Analyze the time complexity of the following code snippet.


bool dfs(char** board, int rows, int cols, int r, int c, char* word, int index) {
    if (index == strlen(word)) return true;
    if (r < 0 || c < 0 || r >= rows || c >= cols || board[r][c] != word[index]) return false;
    char temp = board[r][c];
    board[r][c] = '#';
    bool found = dfs(board, rows, cols, r+1, c, word, index+1) ||
                 dfs(board, rows, cols, r-1, c, word, index+1) ||
                 dfs(board, rows, cols, r, c+1, word, index+1) ||
                 dfs(board, rows, cols, r, c-1, word, index+1);
    board[r][c] = temp;
    return found;
}

bool exist(char** board, int rows, int cols, char* word) {
    for (int i = 0; i < rows; i++) {
        for (int j = 0; j < cols; j++) {
            if (dfs(board, rows, cols, i, j, word, 0)) return true;
        }
    }
    return false;
}
    

This code tries to find the word in the grid by searching from each cell and exploring all directions recursively.

Identify Repeating Operations

Identify the loops, recursion, array traversals that repeat.

  • Primary operation: Recursive depth-first search (DFS) exploring up to 4 directions from each cell.
  • How many times: For each cell in the grid (rows * cols), DFS explores paths up to the length of the word (k), branching up to 4 directions at each step.
How Execution Grows With Input

As the grid size or word length grows, the search tries many possible paths, growing very fast.
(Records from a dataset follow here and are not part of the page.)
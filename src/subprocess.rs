//! Child-process plumbing for the external encryption tool.
//!
//! A [`Subprocess`] wires the child's stdin and stdout either to descriptors
//! supplied by the caller or to pipes owned by the parent, and drives both
//! pipe directions under a single poll loop. Everything except descriptors
//! 0, 1 and 2 is close-on-exec, so the child never sees the backing store or
//! the FUSE channel.

use std::ffi::OsStr;
use std::io;
use std::os::fd::AsFd;
use std::os::fd::AsRawFd;
use std::os::fd::BorrowedFd;
use std::os::fd::OwnedFd;
use std::os::fd::RawFd;
use std::process::Child;
use std::process::Command;
use std::process::Stdio;

use log::warn;
use nix::errno::Errno;

/// Largest slice handed to a single pipe write.
const WRITE_CHUNK: usize = 1 << 20;

/// How one of the child's standard descriptors is wired.
#[derive(Debug)]
pub enum Wire {
    /// Create a pipe whose parent-side end is owned by the [`Subprocess`].
    Pipe,
    /// Give the child this descriptor.
    Fd(OwnedFd),
}

/// A spawned child with optional parent-owned pipe endpoints.
#[derive(Debug)]
pub struct Subprocess {
    child: Child,
    stdin: Option<OwnedFd>,
    stdout: Option<OwnedFd>,
    status: Option<i32>,
}

impl Subprocess {
    /// Spawns `program` with `args`, stdin/stdout wired per the [`Wire`]s,
    /// and stderr inherited.
    pub fn spawn<S: AsRef<OsStr>>(
        program: &OsStr,
        args: &[S],
        stdin: Wire,
        stdout: Wire,
    ) -> io::Result<Subprocess> {
        let mut command = Command::new(program);
        command.args(args);
        command.stdin(match stdin {
            Wire::Pipe => Stdio::piped(),
            Wire::Fd(fd) => Stdio::from(fd),
        });
        command.stdout(match stdout {
            Wire::Pipe => Stdio::piped(),
            Wire::Fd(fd) => Stdio::from(fd),
        });
        let mut child = command.spawn()?;
        let stdin = child.stdin.take().map(OwnedFd::from);
        let stdout = child.stdout.take().map(OwnedFd::from);
        Ok(Subprocess {
            child,
            stdin,
            stdout,
            status: None,
        })
    }

    /// The parent-side write end of the child's stdin, when owned.
    pub fn stdin_fd(&self) -> Option<BorrowedFd<'_>> {
        self.stdin.as_ref().map(AsFd::as_fd)
    }

    /// Closes the owned write end so the child sees EOF on stdin.
    pub fn close_stdin(&mut self) {
        self.stdin = None;
    }

    /// Feeds `input` to the child's stdin in bounded slices while draining
    /// its stdout into `sink`, both under one poll loop. The owned write end
    /// is closed as soon as the input is exhausted; the read side is drained
    /// until the child closes its stdout. Returns the number of bytes
    /// delivered to `sink`.
    ///
    /// Supplying `input` when stdin is externally wired is `EINVAL`.
    pub fn communicate<F>(&mut self, input: Option<&[u8]>, mut sink: F) -> Result<u64, Errno>
    where
        F: FnMut(&[u8]) -> Result<(), Errno>,
    {
        if input.is_some() && self.stdin.is_none() {
            return Err(Errno::EINVAL);
        }
        let mut pending = input.unwrap_or_default();
        if pending.is_empty() {
            // Nothing to send; let the child see EOF right away.
            self.stdin = None;
        }
        if let Some(fd) = &self.stdin {
            set_nonblocking(fd.as_raw_fd())?;
        }
        if let Some(fd) = &self.stdout {
            set_nonblocking(fd.as_raw_fd())?;
        }

        let mut received = 0u64;
        let mut buf = vec![0u8; 64 * 1024];
        loop {
            let stdin_fd = self.stdin.as_ref().map(|fd| fd.as_raw_fd());
            let stdout_fd = self.stdout.as_ref().map(|fd| fd.as_raw_fd());
            let mut fds: Vec<libc::pollfd> = Vec::with_capacity(2);
            if let Some(fd) = stdin_fd {
                fds.push(libc::pollfd {
                    fd,
                    events: libc::POLLOUT,
                    revents: 0,
                });
            }
            if let Some(fd) = stdout_fd {
                fds.push(libc::pollfd {
                    fd,
                    events: libc::POLLIN,
                    revents: 0,
                });
            }
            if fds.is_empty() {
                break;
            }
            let rc = unsafe { libc::poll(fds.as_mut_ptr(), fds.len() as libc::nfds_t, -1) };
            if rc < 0 {
                let err = Errno::last();
                if err == Errno::EINTR {
                    continue;
                }
                return Err(err);
            }
            for pfd in &fds {
                if pfd.revents == 0 {
                    continue;
                }
                if Some(pfd.fd) == stdin_fd {
                    let n = unsafe {
                        libc::write(
                            pfd.fd,
                            pending.as_ptr().cast(),
                            pending.len().min(WRITE_CHUNK),
                        )
                    };
                    if n < 0 {
                        match Errno::last() {
                            Errno::EAGAIN | Errno::EINTR => {}
                            Errno::EPIPE => {
                                // The child stopped reading; the exit status
                                // from wait() tells the caller why.
                                self.stdin = None;
                            }
                            err => return Err(err),
                        }
                    } else {
                        pending = &pending[n as usize..];
                        if pending.is_empty() {
                            self.stdin = None;
                        }
                    }
                } else if Some(pfd.fd) == stdout_fd {
                    let n = unsafe { libc::read(pfd.fd, buf.as_mut_ptr().cast(), buf.len()) };
                    if n < 0 {
                        match Errno::last() {
                            Errno::EAGAIN | Errno::EINTR => {}
                            err => return Err(err),
                        }
                    } else if n == 0 {
                        self.stdout = None;
                    } else {
                        sink(&buf[..n as usize])?;
                        received += n as u64;
                    }
                }
            }
        }
        Ok(received)
    }

    /// Blocks until the child exits and returns its exit code, or -1 for
    /// abnormal termination. Idempotent: later calls return the same value.
    pub fn wait(&mut self) -> i32 {
        if let Some(status) = self.status {
            return status;
        }
        // Drop our end of stdin first or a child still reading never exits.
        self.stdin = None;
        let status = match self.child.wait() {
            Ok(status) => status.code().unwrap_or(-1),
            Err(err) => {
                warn!("wait on child failed: {err}");
                -1
            }
        };
        self.status = Some(status);
        status
    }
}

impl Drop for Subprocess {
    fn drop(&mut self) {
        if self.status.is_none() {
            self.wait();
        }
    }
}

fn set_nonblocking(fd: RawFd) -> Result<(), Errno> {
    let flags = unsafe { libc::fcntl(fd, libc::F_GETFL, 0) };
    if flags < 0 {
        return Err(Errno::last());
    }
    if unsafe { libc::fcntl(fd, libc::F_SETFL, flags | libc::O_NONBLOCK) } < 0 {
        return Err(Errno::last());
    }
    Ok(())
}

#[cfg(test)]
mod tests {
    use std::ffi::OsString;
    use std::fs::File;
    use std::io::Read;
    use std::io::Seek;
    use std::io::SeekFrom;

    use super::*;

    fn cat(stdin: Wire, stdout: Wire) -> Subprocess {
        Subprocess::spawn::<OsString>(OsStr::new("cat"), &[], stdin, stdout).unwrap()
    }

    fn sh(script: &str) -> Subprocess {
        Subprocess::spawn(OsStr::new("sh"), &["-c", script], Wire::Pipe, Wire::Pipe).unwrap()
    }

    #[test]
    fn communicate_round_trips() {
        let mut child = cat(Wire::Pipe, Wire::Pipe);
        let mut echoed = Vec::new();
        let n = child
            .communicate(Some(b"hello subprocess"), |chunk| {
                echoed.extend_from_slice(chunk);
                Ok(())
            })
            .unwrap();
        assert_eq!(n, 16);
        assert_eq!(echoed, b"hello subprocess");
        assert_eq!(child.wait(), 0);
    }

    #[test]
    fn communicate_interleaves_past_pipe_capacity() {
        let payload: Vec<u8> = (0..2 * 1024 * 1024).map(|i| (i % 251) as u8).collect();
        let mut child = cat(Wire::Pipe, Wire::Pipe);
        let mut echoed = Vec::new();
        child
            .communicate(Some(&payload), |chunk| {
                echoed.extend_from_slice(chunk);
                Ok(())
            })
            .unwrap();
        assert_eq!(child.wait(), 0);
        assert_eq!(echoed, payload);
    }

    #[test]
    fn communicate_rejects_input_on_external_stdin() {
        let devnull = File::open("/dev/null").unwrap();
        let mut child = cat(Wire::Fd(devnull.into()), Wire::Pipe);
        let result = child.communicate(Some(b"data"), |_| Ok(()));
        assert_eq!(result, Err(Errno::EINVAL));
        assert_eq!(child.wait(), 0);
    }

    #[test]
    fn external_stdout_receives_the_payload() {
        let mut sink_file = tempfile::tempfile().unwrap();
        let mut child = cat(
            Wire::Pipe,
            Wire::Fd(sink_file.try_clone().unwrap().into()),
        );
        let drained = child
            .communicate(Some(b"written through"), |_| Ok(()))
            .unwrap();
        assert_eq!(drained, 0);
        assert_eq!(child.wait(), 0);

        sink_file.seek(SeekFrom::Start(0)).unwrap();
        let mut contents = Vec::new();
        sink_file.read_to_end(&mut contents).unwrap();
        assert_eq!(contents, b"written through");
    }

    #[test]
    fn drain_only_with_external_stdin() {
        let dir = tempfile::tempdir().unwrap();
        let source = dir.path().join("source");
        std::fs::write(&source, b"fed straight from a descriptor").unwrap();

        let mut child = cat(Wire::Fd(File::open(&source).unwrap().into()), Wire::Pipe);
        let mut drained = Vec::new();
        let n = child
            .communicate(None, |chunk| {
                drained.extend_from_slice(chunk);
                Ok(())
            })
            .unwrap();
        assert_eq!(child.wait(), 0);
        assert_eq!(n as usize, drained.len());
        assert_eq!(drained, b"fed straight from a descriptor");
    }

    #[test]
    fn wait_reports_the_exit_code_idempotently() {
        let mut child = sh("exit 3");
        assert_eq!(child.wait(), 3);
        assert_eq!(child.wait(), 3);
    }

    #[test]
    fn wait_reports_abnormal_termination() {
        let mut child = sh("kill -9 $$");
        assert_eq!(child.wait(), -1);
    }
}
Input Size (n = rows*cols, k = word length)Approx. Operations
n=10, k=3About 10 * 4^3 = 640
n=100, k=5About 100 * 4^5 = 102,400
n=1000, k=6About 1000 * 4^6 = 4,096,000

Pattern observation: The operations grow exponentially with the word length and linearly with the grid size.

Final Time Complexity

Time Complexity: O(n * 4^k)

This means the search time grows linearly with the number of cells and exponentially with the word length.

Common Mistake

[X] Wrong: "The search only checks each cell once, so it is O(n)."

[OK] Correct: The search explores many paths from each cell, branching multiple times, so it repeats work exponentially with word length.

Interview Connect

Understanding this complexity helps you explain how backtracking explores many possibilities and why pruning or constraints matter in real problems.

Self-Check

"What if we limited the search to only move right and down? How would the time complexity change?"